Every afternoon I drag my kids and their backpacks out of the car, and we come inside for a snack. As the girls eat, drink and talk with each other, I begin the arduous task of going through the piles of paper they bring home. I “oooo,” and “ahhh” in all the right places. We talk about how they could have done something better, and I set aside extra special achievements for my husband to look at when he comes home, and then I wait.
I wait for the girls to finish their snack, and leave the room before hurrying to the trash can. I dig down underneath whatever refuse lies on top and start stuffing sheets in the trash. I am a horrible person, I think. What is wrong with me? What type of mother throws away her child’s preschool and kindergarten work? And if I feel guilty about it, doesn’t that mean it’s wrong?
I hear footsteps and drop the lid to the trash can, panicked. I hurry back to my perch in the corner of the kitchen and casually lean against the counter as my 4-year-old walks into the room eyeing me suspiciously.
“Hey, Emma… what, um, what are you doing?” I ask nervously.
“I’m just frowing my trash away,” she holds up an empty yogurt container.
“Oh, I’ll do that for you,” I snatch her garbage out of her hand and quickly throw it in the trash before she can see in the can.
She eyes me warily as she backs out of the room. I smile widely and wave before collapsing on the counter as the adrenaline wears off. That was close.
I began chopping onions to start cooking dinner when I heard it.
“Momma,” Aubrey, my 6-year-old wailed, “Who threw my work away?”
Uh oh.
“Um… I don’t know honey. It must have been an accident.”
Aubrey digs her papers out, spilling onion skins onto the floor. “I worked so hard on this Momma! You have to keep it.”
While she stacks her food-stained papers on the counter, I feebly try to explain to her that I can’t keep everything she brings home. We simply don’t have room for it all.
“Aubrey, if I kept it all we wouldn’t be able to walk through our house. There would be stacks, and stacks and stacks of papers everywhere. It’s like this show on T.V. called ‘Hoarders.’ The people on the show don’t throw anything away and their houses are disgusting. There is trash and bugs everywhere and they have to have somebody come to their house to clean it out and take away truck loads of garbage just so they can live in it.”

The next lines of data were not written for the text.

// Copyright (c) 2026 Robert L. Snyder, Sierra Vista, AZ
// Licensed under the MIT License. See LICENSE file in the project root for details.

//! Remote controller client with automatic reconnection.
//!
//! [`ConnectionMachine`] is the pure reconnect state machine; [`RemoteClient`]
//! drives it over a real TCP connection.

use std::sync::Arc;
use std::time::Duration;

use anyhow::{anyhow, Result};
use tokio::io::{AsyncBufReadExt, AsyncWriteExt, BufReader};
use tokio::net::TcpStream;
use tokio::sync::mpsc;
use tracing::{debug, info, warn};
use uuid::Uuid;

use super::snapshot::{ServerMessage, StateSnapshot};
use crate::sequencer::SequencerEvent;

/// Backoff settings for reconnecting
#[derive(Debug, Clone, PartialEq)]
pub struct ReconnectPolicy {
    pub initial_delay: Duration,
    pub multiplier: f64,
    pub max_delay: Duration,
    /// Failed attempts in a row before giving up
    pub max_attempts: u32,
}

impl Default for ReconnectPolicy {
    fn default() -> Self {
        Self {
            initial_delay: Duration::from_secs(2),
            multiplier: 1.5,
            max_delay: Duration::from_secs(30),
            max_attempts: 10,
        }
    }
}

#[derive(Debug, Clone, Copy, PartialEq)]
pub enum ConnectionState {
    Disconnected,
    Connecting,
    Connected,
    /// Waiting `delay` before the next attempt
    Backoff { attempt: u32, delay: Duration },
    /// Out of attempts
    Failed,
}

/// Reconnect state machine, independent of any I/O
#[derive(Debug, Clone)]
pub struct ConnectionMachine {
    policy: ReconnectPolicy,
    state: ConnectionState,
    attempt: u32,
    next_delay: Duration,
}

impl ConnectionMachine {
    pub fn new(policy: ReconnectPolicy) -> Self {
        let next_delay = policy.initial_delay;
        Self {
            policy,
            state: ConnectionState::Disconnected,
            attempt: 0,
            next_delay,
        }
    }

    pub fn state(&self) -> ConnectionState {
        self.state
    }

    pub fn policy(&self) -> &ReconnectPolicy {
        &self.policy
    }

    /// Begin a connection attempt. Ignored once failed or connected.
    pub fn connect(&mut self) -> ConnectionState {
        if matches!(
            self.state,
            ConnectionState::Disconnected | ConnectionState::Backoff { .. }
        ) {
            self.state = ConnectionState::Connecting;
        }
        self.state
    }

    /// The attempt succeeded; attempts and delay start over
    pub fn connected(&mut self) -> ConnectionState {
        self.attempt = 0;
        self.next_delay = self.policy.initial_delay;
        self.state = ConnectionState::Connected;
        self.state
    }

    /// An attempt failed or an open connection was lost
    pub fn failed(&mut self) -> ConnectionState {
        if self.state == ConnectionState::Failed {
            return self.state;
        }
        self.attempt += 1;
        if self.attempt > self.policy.max_attempts {
            self.state = ConnectionState::Failed;
            return self.state;
        }

        let delay = self.next_delay.min(self.policy.max_delay);
        self.state = ConnectionState::Backoff {
            attempt: self.attempt,
            delay,
        };
        self.next_delay = delay.mul_f64(self.policy.multiplier).min(self.policy.max_delay);
        self.state
    }

    /// Back to a fresh, disconnected machine
    pub fn reset(&mut self) {
        self.attempt = 0;
        self.next_delay = self.policy.initial_delay;
        self.state = ConnectionState::Disconnected;
    }
}

/// How a connected session ended
enum SessionEnd {
    /// Server went away
    Lost,
    /// Caller closed the command channel
    Closed,
}

/// Connects to a server, tracks its state and forwards commands
pub struct RemoteClient {
    addr: String,
    machine: ConnectionMachine,
    events: mpsc::Sender<SequencerEvent>,
    latest: Option<Arc<StateSnapshot>>,
    last_session: Option<Option<Uuid>>,
}

impl RemoteClient {
    pub fn new(
        addr: impl Into<String>,
        policy: ReconnectPolicy,
        events: mpsc::Sender<SequencerEvent>,
    ) -> Self {
        Self {
            addr: addr.into(),
            machine: ConnectionMachine::new(policy),
            events,
            latest: None,
            last_session: None,
        }
    }

    pub fn state(&self) -> ConnectionState {
        self.machine.state()
    }

    /// Latest state received from the server
    pub fn snapshot(&self) -> Option<Arc<StateSnapshot>> {
        self.latest.clone()
    }

    /// Run until `commands` closes or reconnection gives up.
    ///
    /// Each string in `commands` is sent as one command line.
    pub async fn run(&mut self, mut commands: mpsc::Receiver<String>) -> Result<()> {
        loop {
            self.machine.connect();
            debug!(addr = %self.addr, "connecting");

            match TcpStream::connect(&self.addr).await {
                Ok(stream) => {
                    self.machine.connected();
                    info!(addr = %self.addr, "connected to sequencer");
                    match self.serve(stream, &mut commands).await {
                        SessionEnd::Closed => {
                            self.machine.reset();
                            return Ok(());
                        }
                        SessionEnd::Lost => info!(addr = %self.addr, "connection lost"),
                    }
                }
                Err(e) => warn!(addr = %self.addr, "connection failed: {}", e),
            }

            match self.machine.failed() {
                ConnectionState::Backoff { attempt, delay } => {
                    info!(attempt, delay_ms = delay.as_millis() as u64, "reconnecting");
                    if wait_backoff(delay, &mut commands).await.is_none() {
                        self.machine.reset();
                        return Ok(());
                    }
                }
                _ => {
                    return Err(anyhow!(
                        "gave up connecting to {} after {} attempts",
                        self.addr,
                        self.machine.policy().max_attempts
                    ))
                }
            }
        }
    }

    async fn serve(
        &mut self,
        stream: TcpStream,
        commands: &mut mpsc::Receiver<String>,
    ) -> SessionEnd {
        let (reader, mut writer) = stream.into_split();
        let mut lines = BufReader::new(reader).lines();

        loop {
            tokio::select! {
                line = lines.next_line() => match line {
                    Ok(Some(line)) => self.handle_message(&line).await,
                    Ok(None) | Err(_) => return SessionEnd::Lost,
                },
                command = commands.recv() => match command {
                    Some(mut command) => {
                        command.push('\n');
                        if writer.write_all(command.as_bytes()).await.is_err() {
                            return SessionEnd::Lost;
                        }
                    }
                    None => return SessionEnd::Closed,
                },
            }
        }
    }

    async fn handle_message(&mut self, line: &str) {
        match serde_json::from_str::<ServerMessage>(line) {
            Ok(ServerMessage::StateUpdate { data }) => {
                let snapshot = Arc::new(data);
                let event = SequencerEvent::classify(self.last_session, Arc::clone(&snapshot));
                self.last_session = Some(snapshot.session_id());
                self.latest = Some(snapshot);
                if self.events.send(event).await.is_err() {
                    debug!("event receiver dropped");
                }
            }
            Ok(ServerMessage::Error { message }) => warn!("server rejected command: {}", message),
            Err(e) => warn!("unreadable server message: {}", e),
        }
    }
}

/// Sleep out one backoff delay.
///
/// Commands arriving meanwhile can't be delivered and are dropped; the
/// deadline stays fixed. Returns the number dropped, or `None` if the command
/// channel closed.
async fn wait_backoff(delay: Duration, commands: &mut mpsc::Receiver<String>) -> Option<usize> {
    let until = tokio::time::Instant::now() + delay;
    let mut dropped = 0;
    loop {
        tokio::select! {
            _ = tokio::time::sleep_until(until) => return Some(dropped),
            command = commands.recv() => match command {
                Some(command) => {
                    dropped += 1;
                    warn!("not connected, dropping command '{}'", command.trim());
                }
                None => return None,
            },
        }
    }
}
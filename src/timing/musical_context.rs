// Copyright (c) 2026 Robert L. Snyder, Sierra Vista, AZ
// Licensed under the MIT License. See LICENSE file in the project root for details.

//! Musical clock.
//!
//! Tracks tempo, meter and the transport, and converts elapsed wall-clock time
//! into beat ranges. The playhead advances by measured elapsed time, not by a
//! fixed per-tick increment, so scheduling jitter never accumulates.

use std::time::Instant;

/// Default tempo in BPM
pub const DEFAULT_BPM: f64 = 120.0;
/// Default beats per bar
pub const DEFAULT_METER: u32 = 4;
/// Default sample rate in Hz
pub const DEFAULT_SAMPLE_RATE: f64 = 44100.0;

/// Tempo, meter, transport and playhead
#[derive(Debug, Clone)]
pub struct MusicalContext {
    bpm: f64,
    meter: u32,
    playing: bool,
    metronome_on: bool,
    playhead_beats: f64,
    bar_count: u64,
    sample_rate: f64,
    last_update: Instant,
}

impl MusicalContext {
    /// Create a stopped context at the given sample rate
    pub fn new(sample_rate: f64) -> Self {
        Self {
            sample_rate: if sample_rate > 0.0 {
                sample_rate
            } else {
                DEFAULT_SAMPLE_RATE
            },
            ..Self::default()
        }
    }

    pub fn bpm(&self) -> f64 {
        self.bpm
    }

    /// Set the tempo. Values <= 0 are ignored.
    pub fn set_bpm(&mut self, bpm: f64) {
        if bpm > 0.0 && bpm.is_finite() {
            self.bpm = bpm;
        }
    }

    pub fn meter(&self) -> u32 {
        self.meter
    }

    /// Set beats per bar. Values <= 0 are ignored.
    pub fn set_meter(&mut self, meter: i64) {
        if meter > 0 {
            self.meter = meter.min(u32::MAX as i64) as u32;
        }
    }

    pub fn sample_rate(&self) -> f64 {
        self.sample_rate
    }

    /// Set the sample rate. Values <= 0 are ignored.
    pub fn set_sample_rate(&mut self, sample_rate: f64) {
        if sample_rate > 0.0 && sample_rate.is_finite() {
            self.sample_rate = sample_rate;
        }
    }

    pub fn is_playing(&self) -> bool {
        self.playing
    }

    /// Start or stop the transport
    pub fn set_playing(&mut self, playing: bool) {
        self.set_playing_at(playing, Instant::now());
    }

    /// Start or stop the transport with an explicit wall-clock reference.
    ///
    /// Starting resets the reference used for elapsed-time computation.
    pub fn set_playing_at(&mut self, playing: bool, now: Instant) {
        if playing && !self.playing {
            self.last_update = now;
        }
        self.playing = playing;
    }

    pub fn metronome_on(&self) -> bool {
        self.metronome_on
    }

    pub fn set_metronome(&mut self, on: bool) {
        self.metronome_on = on;
    }

    pub fn playhead_beats(&self) -> f64 {
        self.playhead_beats
    }

    /// Number of whole bars the playhead has passed
    pub fn bar_count(&self) -> u64 {
        self.bar_count
    }

    /// Move the playhead back to the start.
    ///
    /// Ignored while playing, where the playhead only moves forward.
    /// Returns whether the playhead was reset.
    pub fn reset_playhead(&mut self) -> bool {
        if self.playing {
            return false;
        }
        self.playhead_beats = 0.0;
        self.bar_count = 0;
        true
    }

    /// Beat range covered by this slice, measured against the wall clock
    pub fn current_slice_range(&mut self) -> (f64, f64) {
        self.current_slice_range_at(Instant::now())
    }

    /// Beat range covered by the slice ending at `now`.
    ///
    /// While stopped this returns `(p, p)` and changes nothing. While playing
    /// the playhead advances by the beats elapsed since the last call.
    pub fn current_slice_range_at(&mut self, now: Instant) -> (f64, f64) {
        let start = self.playhead_beats;
        if !self.playing {
            return (start, start);
        }

        let elapsed_seconds = now.saturating_duration_since(self.last_update).as_secs_f64();
        let end = start + elapsed_seconds * self.bpm / 60.0;

        self.playhead_beats = end;
        self.bar_count = (end / self.meter as f64).floor() as u64;
        self.last_update = now;

        (start, end)
    }

    /// Nominal length of one slice in beats, independent of the wall clock
    pub fn slice_length_beats(&self, samples_per_slice: u32) -> f64 {
        self.samples_to_beats(samples_per_slice as f64)
    }

    /// Convert beats to samples at the current tempo
    pub fn beats_to_samples(&self, beats: f64) -> f64 {
        beats * 60.0 / self.bpm * self.sample_rate
    }

    /// Convert samples to beats at the current tempo
    pub fn samples_to_beats(&self, samples: f64) -> f64 {
        samples / self.sample_rate * self.bpm / 60.0
    }

    /// First bar line strictly after the playhead
    pub fn next_quantized_bar_boundary(&self) -> f64 {
        let meter = self.meter as f64;
        ((self.playhead_beats / meter).floor() + 1.0) * meter
    }
}

impl Default for MusicalContext {
    fn default() -> Self {
        Self {
            bpm: DEFAULT_BPM,
            meter: DEFAULT_METER,
            playing: false,
            metronome_on: false,
            playhead_beats: 0.0,
            bar_count: 0,
            sample_rate: DEFAULT_SAMPLE_RATE,
            last_update: Instant::now(),
        }
    }
}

Aubrey’s mouth fell open as I talked.
“And I don’t throw it all away. I keep the extra special stuff you make,” I said, pulling out a new pink file box full of all the things I couldn’t stand to see buried under onion peels and carrot shavings. Aubrey and Emma each have a box full of finger-paintings, handprints and pages with their name written clearly for the first time. Sadie, my preschool drop-out, is only two years old, but her box holds mementos of her dark and stormy past: disciplinary slips from preschool for biting.
It has become easier since “my talk” with Aubrey to throw away extraneous paper work she brings home, but it wasn’t until Sister Wife (my best friend with whom I share everything but clothes and husbands) posted on Facebook that I realized I wasn’t alone. Wifey had had “the talk” with her son and explained to him that unless they wanted to be on “Hoarders” they had to let some things go. Comments poured in, one Greenwood, Miss. mother wrote that her son won’t let her throw anything away, “He is so offended if he sees it in the garbage. So I pile it up, save it for after bedtime and walk it all to the alley.”
As it began to dawn on me that I wasn’t alone, my shame begin to lift and I realized I was probably sitting on The Learning Channel’s next hit reality show, “Little People Big Hoarders.” I could see it in my mind. Houses stacked floor to ceiling with alphabet sheets and corn dog sticks. Nervous parents darting down darkened alleyways digging through trash cans whilst repeatedly looking over their shoulders, praying their children don’t catch me.
I could see myself sitting on a couch, talking directly to the camera, “I don’t know how we ended up here, I’m just glad there is someone who can help me.”